Esta semana todos los días parecen viernes, porque el Black Friday ya no es solo un día sino que se adelanta, como una lluvia fina que va calando entre los consumidores muchas horas antes de que llegue la fecha señalada. Es difícil, casi imposible, renunciar a tanto descuento. Sustraerse de la avalancha de mensajes que tientan y que vuelven una y otra vez. Si miras un producto en el móvil o el ordenador éste reaparece en las pantallas hasta que lo tienes en la cesta y en un solo click, en la puerta de casa.
Y como ya saben qué te gusta, aparecen otros tantos parecidos y la tentación va en aumento. Descuentos importantes y con fecha de caducidad que llegan hasta el 40 ó 50% en productos que apenas unas horas después vuelven a su precio original. O eso nos hacen creer, porque hay quienes nos alertan de que los descuentos no son tan espectaculares como parecen y que son pocas las ofertas reales que uno o una se va a encontrar. Pero esta fecha ha venido para quedarse y hay que adaptarse. Con ella se impone una nueva manera de consumir, de comprar más por impulso que por necesidad.

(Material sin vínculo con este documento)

//! Device abstraction layer for serial communication.
//!
//! Provides the traits the session worker drives, a real implementation backed
//! by the `serialport` crate, and a scriptable mock for tests.

pub mod error;
pub mod mock;
pub mod sync_port;
pub mod traits;

pub use error::{Fault, PortError};
pub use mock::MockSerialPort;
pub use sync_port::{SyncSerialPort, SystemOpener};
pub use traits::{PortOpener, SerialDevice};
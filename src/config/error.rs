//! Errors raised while loading, validating or saving configuration.

use crate::error::SerialError;
use std::path::PathBuf;
use thiserror::Error;

#[derive(Debug, Error)]
pub enum ConfigError {
    #[error("Cannot read config file '{path}': {source}")]
    Read {
        path: PathBuf,
        #[source]
        source: std::io::Error,
    },

    #[error("Malformed config file '{path}': {source}")]
    Parse {
        path: PathBuf,
        #[source]
        source: toml::de::Error,
    },

    #[error("Cannot serialize configuration: {0}")]
    Serialize(#[from] toml::ser::Error),

    #[error("Cannot write config file '{path}': {source}")]
    Write {
        path: PathBuf,
        #[source]
        source: std::io::Error,
    },

    /// `[serial.defaults]` would be rejected by every open.
    #[error("Invalid [serial.defaults]: {0}")]
    InvalidDefaults(#[source] SerialError),

    /// A `[worker]` value outside its domain.
    #[error("Invalid worker.{key}: {reason}")]
    InvalidWorker { key: &'static str, reason: String },

    /// An override variable is set but cannot be parsed.
    #[error("Environment variable {var}={value:?} is not a valid {expected}")]
    Env {
        var: String,
        value: String,
        expected: &'static str,
    },

    /// `save()` on a loader that was not loaded from a file.
    #[error("No config file path to save to")]
    NoPath,
}

pub type ConfigResult<T> = Result<T, ConfigError>;
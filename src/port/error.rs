//! Device-level error types.
//!
//! `PortError` describes what went wrong talking to one device. The session
//! worker never surfaces it raw: it asks [`PortError::fault`] whether the
//! failure is a timeout, a transient hiccup, or the device going away, and
//! reclassifies it into the crate-level [`SerialError`](crate::SerialError).

use std::io;
use std::time::Duration;
use thiserror::Error;

/// Errors that can occur during serial device operations.
#[derive(Debug, Error)]
pub enum PortError {
    /// The specified serial port was not found on the system.
    #[error("Serial port not found: {0}")]
    NotFound(String),

    /// An I/O error occurred during port operations.
    #[error("I/O error: {0}")]
    Io(#[from] io::Error),

    /// Port configuration failed.
    #[error("Configuration error: {0}")]
    Config(String),

    /// Operation timed out.
    #[error("Operation timed out after {0:?}")]
    Timeout(Duration),

    /// The device stopped answering (unplugged, powered off, handle revoked).
    #[error("Device disconnected: {0}")]
    Disconnected(String),

    /// A serialport-specific error occurred.
    #[error("Serial port error: {0}")]
    Serial(#[from] serialport::Error),
}

/// How the worker should react to a [`PortError`].
#[derive(Debug, Clone, Copy, PartialEq, Eq)]
pub enum Fault {
    /// Nothing arrived within the read timeout. Not an error.
    Timeout,
    /// A single failed operation; the device is assumed reachable.
    Transient,
    /// The device is gone; the session must end.
    Fatal,
}

impl PortError {
    /// Create a NotFound error from a port name.
    pub fn not_found(port_name: impl Into<String>) -> Self {
        Self::NotFound(port_name.into())
    }

    /// Create a Config error from a message.
    pub fn config(message: impl Into<String>) -> Self {
        Self::Config(message.into())
    }

    /// Create a Timeout error from a duration.
    pub fn timeout(duration: Duration) -> Self {
        Self::Timeout(duration)
    }

    /// Create a Disconnected error from a message.
    pub fn disconnected(message: impl Into<String>) -> Self {
        Self::Disconnected(message.into())
    }

    /// Classify this error for the worker loop.
    pub fn fault(&self) -> Fault {
        match self {
            Self::Timeout(_) => Fault::Timeout,
            Self::NotFound(_) | Self::Disconnected(_) => Fault::Fatal,
            Self::Config(_) => Fault::Transient,
            Self::Io(err) => classify_io(err),
            Self::Serial(err) => match err.kind() {
                serialport::ErrorKind::NoDevice => Fault::Fatal,
                serialport::ErrorKind::Io(kind) => classify_kind(kind, None),
                _ => Fault::Transient,
            },
        }
    }

    /// Shorthand for `self.fault() == Fault::Fatal`.
    pub fn is_fatal(&self) -> bool {
        self.fault() == Fault::Fatal
    }
}

fn classify_io(err: &io::Error) -> Fault {
    classify_kind(err.kind(), err.raw_os_error())
}

fn classify_kind(kind: io::ErrorKind, raw: Option<i32>) -> Fault {
    match kind {
        io::ErrorKind::TimedOut | io::ErrorKind::WouldBlock | io::ErrorKind::Interrupted => {
            Fault::Timeout
        }
        io::ErrorKind::BrokenPipe
        | io::ErrorKind::NotConnected
        | io::ErrorKind::NotFound
        | io::ErrorKind::UnexpectedEof
        | io::ErrorKind::ConnectionAborted
        | io::ErrorKind::ConnectionReset
        | io::ErrorKind::PermissionDenied => Fault::Fatal,
        _ if raw.is_some_and(is_fatal_os_error) => Fault::Fatal,
        _ => Fault::Transient,
    }
}

#[cfg(unix)]
fn is_fatal_os_error(code: i32) -> bool {
    matches!(code, libc::EIO | libc::ENXIO | libc::ENODEV | libc::EBADF)
}

#[cfg(windows)]
fn is_fatal_os_error(code: i32) -> bool {
    use winapi::shared::winerror;

    matches!(
        code as u32,
        winerror::ERROR_DEVICE_NOT_CONNECTED
            | winerror::ERROR_BAD_COMMAND
            | winerror::ERROR_ACCESS_DENIED
            | winerror::ERROR_INVALID_HANDLE
            | winerror::ERROR_GEN_FAILURE
            | winerror::ERROR_FILE_NOT_FOUND
    )
}

#[cfg(not(any(unix, windows)))]
fn is_fatal_os_error(_code: i32) -> bool {
    false
}
//! The per-session worker: sole owner of one opened device.
//!
//! Each iteration reads once (bounded by the port timeout), drains every
//! queued write in FIFO order, then checks the stop flag. Faults are
//! reclassified into [`SerialError`] and handed to the sink; none of them
//! escape the worker thread.

use super::event::EventSink;
use super::{SessionShared, SessionState};
use crate::error::SerialError;
use crate::port::{Fault, PortError, PortOpener, SerialDevice};
use crate::settings::ResolvedSettings;
use serde::{Deserialize, Serialize};
use std::io;
use std::sync::Arc;
use tokio::sync::mpsc::UnboundedReceiver;
use tracing::{debug, info, trace, warn};

/// Tuning knobs for session workers.
#[derive(Debug, Clone, PartialEq, Eq, Serialize, Deserialize)]
#[serde(default)]
pub struct WorkerOptions {
    /// Largest chunk handed to a single data callback.
    pub read_buffer_size: usize,
    /// Consecutive non-fatal read failures tolerated before the device is
    /// treated as gone; the next one ends the session. Back-to-back
    /// zero-byte reads count the same way, since a blocking device only
    /// returns nothing at end of file. Zero disables escalation.
    pub max_consecutive_io_errors: u32,
}

impl Default for WorkerOptions {
    fn default() -> Self {
        Self {
            read_buffer_size: 1024,
            max_consecutive_io_errors: 8,
        }
    }
}

#[derive(Debug, Clone, Copy, PartialEq, Eq)]
enum Exit {
    Stopped,
    Fatal,
}

pub(crate) struct Worker<S> {
    pub(crate) path: String,
    pub(crate) settings: ResolvedSettings,
    pub(crate) options: WorkerOptions,
    pub(crate) opener: Box<dyn PortOpener>,
    pub(crate) writes: UnboundedReceiver<Vec<u8>>,
    pub(crate) shared: Arc<SessionShared>,
    pub(crate) sink: S,
}

/// Marks the session Closed however the worker exits, including by a
/// panicking callback.
struct MarkClosed(Arc<SessionShared>);

impl Drop for MarkClosed {
    fn drop(&mut self) {
        self.0.set_state(SessionState::Closed);
    }
}

impl<S: EventSink> Worker<S> {
    pub(crate) fn run(mut self) {
        let _closed = MarkClosed(Arc::clone(&self.shared));

        let mut device = match self.opener.open(&self.path, &self.settings) {
            Ok(device) => device,
            Err(source) => {
                warn!("Failed to open {}: {}", self.path, source);
                self.writes.close();
                self.emit_error(SerialError::Open {
                    path: self.path.clone(),
                    source,
                });
                return;
            }
        };

        self.shared.set_state(SessionState::Running);
        info!("Opened {} ({})", self.path, self.settings);

        let exit = self.run_loop(device.as_mut());

        self.writes.close();
        self.shared.set_state(SessionState::Closing);
        if exit == Exit::Stopped {
            self.flush_pending(device.as_mut());
        }
        drop(device);
        info!("Closed {} ({:?})", self.path, exit);
    }

    fn run_loop(&mut self, device: &mut dyn SerialDevice) -> Exit {
        let mut buffer = vec![0u8; self.options.read_buffer_size.max(1)];
        let mut io_errors = 0u32;
        let mut empty_reads = 0u32;

        loop {
            match device.read_bytes(&mut buffer) {
                Ok(0) => {
                    empty_reads += 1;
                    if self.exceeds_error_limit(empty_reads) {
                        warn!("{} empty reads in a row on {}", empty_reads, self.path);
                        return self.fatal(PortError::Io(io::Error::new(
                            io::ErrorKind::UnexpectedEof,
                            "device keeps returning end of file",
                        )));
                    }
                }
                Ok(n) => {
                    io_errors = 0;
                    empty_reads = 0;
                    trace!("Read {} bytes from {}", n, self.path);
                    self.emit_data(buffer[..n].to_vec());
                }
                Err(err) => match err.fault() {
                    Fault::Timeout => {
                        io_errors = 0;
                        empty_reads = 0;
                    }
                    Fault::Transient => {
                        io_errors += 1;
                        if self.exceeds_error_limit(io_errors) {
                            warn!(
                                "{} consecutive read errors on {}, giving up: {}",
                                io_errors, self.path, err
                            );
                            return self.fatal(err);
                        }
                        debug!("Read error on {}: {}", self.path, err);
                        self.emit_error(SerialError::Io(err));
                    }
                    Fault::Fatal => {
                        warn!("Device {} unreachable: {}", self.path, err);
                        return self.fatal(err);
                    }
                },
            }

            while let Ok(data) = self.writes.try_recv() {
                match device.write_all(&data) {
                    Ok(()) => trace!("Wrote {} bytes to {}", data.len(), self.path),
                    Err(err) if err.is_fatal() => {
                        warn!("Write to {} failed fatally: {}", self.path, err);
                        return self.fatal(err);
                    }
                    Err(err) => {
                        debug!("Write error on {}: {}", self.path, err);
                        self.emit_error(SerialError::Io(err));
                    }
                }
            }

            if self.shared.stop_requested() {
                return Exit::Stopped;
            }
        }
    }

    fn exceeds_error_limit(&self, count: u32) -> bool {
        let limit = self.options.max_consecutive_io_errors;
        limit > 0 && count > limit
    }

    // Writes are refused before the caller hears about the failure.
    fn fatal(&mut self, err: PortError) -> Exit {
        self.writes.close();
        self.emit_error(SerialError::FatalDevice(err));
        Exit::Fatal
    }

    /// Best-effort delivery of writes queued before close(). Failures are
    /// logged only: the caller has stopped listening.
    fn flush_pending(&mut self, device: &mut dyn SerialDevice) {
        let mut flushed = 0usize;
        while let Ok(data) = self.writes.try_recv() {
            if let Err(err) = device.write_all(&data) {
                debug!("Dropping queued writes to {}: {}", self.path, err);
                if err.is_fatal() {
                    return;
                }
                continue;
            }
            flushed += 1;
        }
        if let Err(err) = device.flush() {
            debug!("Flush on close failed for {}: {}", self.path, err);
        }
        if flushed > 0 {
            debug!("Flushed {} queued writes to {} on close", flushed, self.path);
        }
    }

    // Nothing is delivered once the caller has asked to stop.
    fn emit_data(&mut self, data: Vec<u8>) {
        if !self.shared.stop_requested() {
            self.sink.on_data(data);
        }
    }

    fn emit_error(&mut self, error: SerialError) {
        if !self.shared.stop_requested() {
            self.sink.on_error(error);
        }
    }
}

#[cfg(test)]
mod tests {
    use super::*;
    use crate::port::MockSerialPort;
    use crate::session::Callbacks;
    use parking_lot::Mutex;
    use std::thread;
    use std::time::{Duration, Instant};
    use tokio::sync::mpsc;

    type Log = Arc<Mutex<Vec<String>>>;

    fn recording_sink(log: &Log) -> impl EventSink {
        let data_log = Arc::clone(log);
        let error_log = Arc::clone(log);
        Callbacks::new(
            move |d: Vec<u8>| data_log.lock().push(format!("data {d:?}")),
            move |e: SerialError| error_log.lock().push(format!("error {e}")),
        )
    }

    fn worker(
        port: &MockSerialPort,
        log: &Log,
        options: WorkerOptions,
    ) -> (Worker<impl EventSink>, mpsc::UnboundedSender<Vec<u8>>, Arc<SessionShared>) {
        let (tx, rx) = mpsc::unbounded_channel();
        let shared = Arc::new(SessionShared::new());
        let worker = Worker {
            path: "MOCK0".into(),
            settings: ResolvedSettings::default(),
            options,
            opener: Box::new(port.clone()),
            writes: rx,
            shared: Arc::clone(&shared),
            sink: recording_sink(log),
        };
        (worker, tx, shared)
    }

    #[test]
    fn test_stop_flushes_queued_writes_without_callbacks() {
        let port = MockSerialPort::new("MOCK0");
        let log = Log::default();
        let (worker, tx, shared) = worker(&port, &log, WorkerOptions::default());

        shared.request_stop();
        tx.send(b"one".to_vec()).unwrap();
        tx.send(b"two".to_vec()).unwrap();
        port.enqueue_read(b"ignored");
        worker.run();

        assert_eq!(port.write_log(), vec![b"one".to_vec(), b"two".to_vec()]);
        assert!(log.lock().is_empty());
        assert_eq!(shared.state(), SessionState::Closed);
        assert_eq!(port.live_handles(), 0);
        assert!(tx.send(b"late".to_vec()).is_err());
    }

    #[test]
    fn test_repeated_read_errors_escalate() {
        let port = MockSerialPort::new("MOCK0");
        for _ in 0..4 {
            port.fail_next_read(PortError::config("framing"));
        }
        let log = Log::default();
        let options = WorkerOptions {
            max_consecutive_io_errors: 3,
            ..Default::default()
        };
        let (worker, _tx, shared) = worker(&port, &log, options);
        worker.run();

        let log = log.lock();
        assert_eq!(log.len(), 4);
        for entry in &log[..3] {
            assert!(entry.starts_with("error I/O error"), "{entry}");
        }
        assert!(log[3].starts_with("error Device unreachable"));
        assert_eq!(shared.state(), SessionState::Closed);
        assert_eq!(port.releases(), 1);
    }

    #[test]
    fn test_errors_up_to_the_limit_are_tolerated() {
        let port = MockSerialPort::new("MOCK0");
        port.fail_next_read(PortError::config("framing"));
        let log = Log::default();
        let options = WorkerOptions {
            max_consecutive_io_errors: 1,
            ..Default::default()
        };
        let (worker, _tx, shared) = worker(&port, &log, options);
        let handle = thread::spawn(move || worker.run());

        let deadline = Instant::now() + Duration::from_secs(2);
        while log.lock().is_empty() && Instant::now() < deadline {
            thread::sleep(Duration::from_millis(2));
        }
        // A few more read timeouts pass without escalation.
        thread::sleep(Duration::from_millis(50));
        assert_eq!(shared.state(), SessionState::Running);

        shared.request_stop();
        handle.join().unwrap();
        let log = log.lock();
        assert_eq!(log.len(), 1);
        assert!(log[0].starts_with("error I/O error"));
    }

    /// Returns end of file on every read.
    #[derive(Debug)]
    struct EndOfFile;

    impl SerialDevice for EndOfFile {
        fn write_bytes(&mut self, data: &[u8]) -> Result<usize, PortError> {
            Ok(data.len())
        }

        fn read_bytes(&mut self, _buffer: &mut [u8]) -> Result<usize, PortError> {
            Ok(0)
        }

        fn name(&self) -> &str {
            "EOF0"
        }
    }

    #[test]
    fn test_endless_empty_reads_end_the_session() {
        let log = Log::default();
        let (_tx, rx) = mpsc::unbounded_channel();
        let shared = Arc::new(SessionShared::new());
        let opener = |_: &str, _: &ResolvedSettings| -> Result<Box<dyn SerialDevice>, PortError> {
            Ok(Box::new(EndOfFile))
        };
        let worker = Worker {
            path: "EOF0".into(),
            settings: ResolvedSettings::default(),
            options: WorkerOptions {
                max_consecutive_io_errors: 5,
                ..Default::default()
            },
            opener: Box::new(opener),
            writes: rx,
            shared: Arc::clone(&shared),
            sink: recording_sink(&log),
        };
        worker.run();

        let log = log.lock();
        assert_eq!(log.len(), 1);
        assert!(log[0].starts_with("error Device unreachable"), "{}", log[0]);
        assert_eq!(shared.state(), SessionState::Closed);
    }

    #[test]
    fn test_read_buffer_size_bounds_chunks() {
        let port = MockSerialPort::new("MOCK0");
        port.enqueue_read(b"abcdef");
        port.fail_next_write(PortError::disconnected("MOCK0"));
        let log = Log::default();
        let options = WorkerOptions {
            read_buffer_size: 4,
            ..Default::default()
        };
        let (worker, tx, _shared) = worker(&port, &log, options);
        // The write fails fatally on the first iteration, after one read.
        tx.send(b"x".to_vec()).unwrap();
        worker.run();

        let log = log.lock();
        assert_eq!(log[0], format!("data {:?}", b"abcd".to_vec()));
        assert!(log[1].starts_with("error Device unreachable"));
        assert_eq!(log.len(), 2);
    }
}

Pero no todo es blanco ni mucho menos en este viernes negro. Es lo más alejado de un consumo responsable y sostenible.
Casi siempre es consumir sin tiempo para pensar, por el placer de comprar a precio rebajado. Y puede que beneficie al consumidor, pero sabemos a quien daña realmente: al pequeño comercio que resiste en nuestros barrios y ciudades y que no puede competir con esas ofertas.